Hektoen International

A Journal of Medical Humanities

Clean eating and orthorexia as technologies of the self

Cristina Hanganu-Bresch
Philadelphia, Pennsylvania, USA

Photo by Dan Gold from Burst. Licensed under Creative Commons

As numerous social and traditional media outlets and ads constantly remind us, our diets must be “clean”—a vague descriptor whose fuzzy boundaries can fit a plethora of surrogate terms: organic, natural, whole, non-GMO, unprocessed, gluten free, vegan, sugar-free, fat-free, low-carb, raw, unrefined, and so on. The evidence for “clean eating” is often contradictory or cherry-picked, but its dogma is nevertheless viscerally felt to be true, or at least compelling, banking on a series of binaries lopsided in its favor: clean/dirty, organic/synthetic, natural/artificial, whole/incomplete, unprocessed/processed, pure/altered, raw/cooked. The idea that what we eat can not only sustain us but also cleanse, purify, repair, and even transmute our bodies into an enlightened, superior version of ourselves is very old. Hippocrates recommended diet as the first line of prevention of (and defense against) disease. Hunger, eating, ingestion, and the larger semiotic universe of consumption has been largely used to signify the relationship of the body with the universe, and of the ego with the outside world of ideas, feelings, and actions. Food is the symbolic vehicle that travels from the outside in, filling, nurturing, healing, and transforming the body as well as the spirit.

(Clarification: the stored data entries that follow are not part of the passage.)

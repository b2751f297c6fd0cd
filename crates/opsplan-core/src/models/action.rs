//! Action model definition.

use jiff::Timestamp;
use serde::{Deserialize, Serialize};

use super::ActionStatus;

/// A discrete, individually trackable system change scoped to a task, such
/// as reassigning a resource, flipping a status flag or setting a watch
/// threshold.
///
/// Invariant: `status == Applied` iff `actual` and `applied_at` are both set.
#[derive(Debug, Clone, Serialize, Deserialize, PartialEq)]
pub struct ActionItem {
    /// Unique identifier for the action
    pub id: u64,

    /// ID of the owning task
    pub task_id: u64,

    /// Kind of the entity being changed (e.g. "station", "resource")
    pub entity_kind: String,

    /// Name of the entity being changed
    pub entity_name: String,

    /// Kind of change (e.g. "reassign", "set-threshold")
    pub action_kind: String,

    /// Value the change should move the entity to
    pub target: String,

    /// Whether the change has been applied
    pub status: ActionStatus,

    /// Value actually applied; set when the action toggles to applied
    pub actual: Option<String>,

    /// Timestamp when the action was applied (UTC)
    pub applied_at: Option<Timestamp>,

    /// Order of the action within the task (0-indexed)
    pub position: u32,
}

The modern-day obsession with “clean eating” has sprouted from multiple diffuse nodes: healthism (the neoliberal tenet that we are each individually responsible for our own health), clever marketing, alternative medicine and lifestyles, a reaction to western lifestyle diseases (e.g. obesity), food scares (e.g., E-coli contaminations, Mad Cow Disease), as well as a preoccupation with the dietary purity of the populace, which often took nationalistic and racist overtones.1, 2 But what happens when one gets so obsessed with clean eating as to be (ironically) consumed by it? According to recent research, one can acquire a new eating disorder: orthorexia, derived from the Greek orthos=right, and rexia=hunger, appetite.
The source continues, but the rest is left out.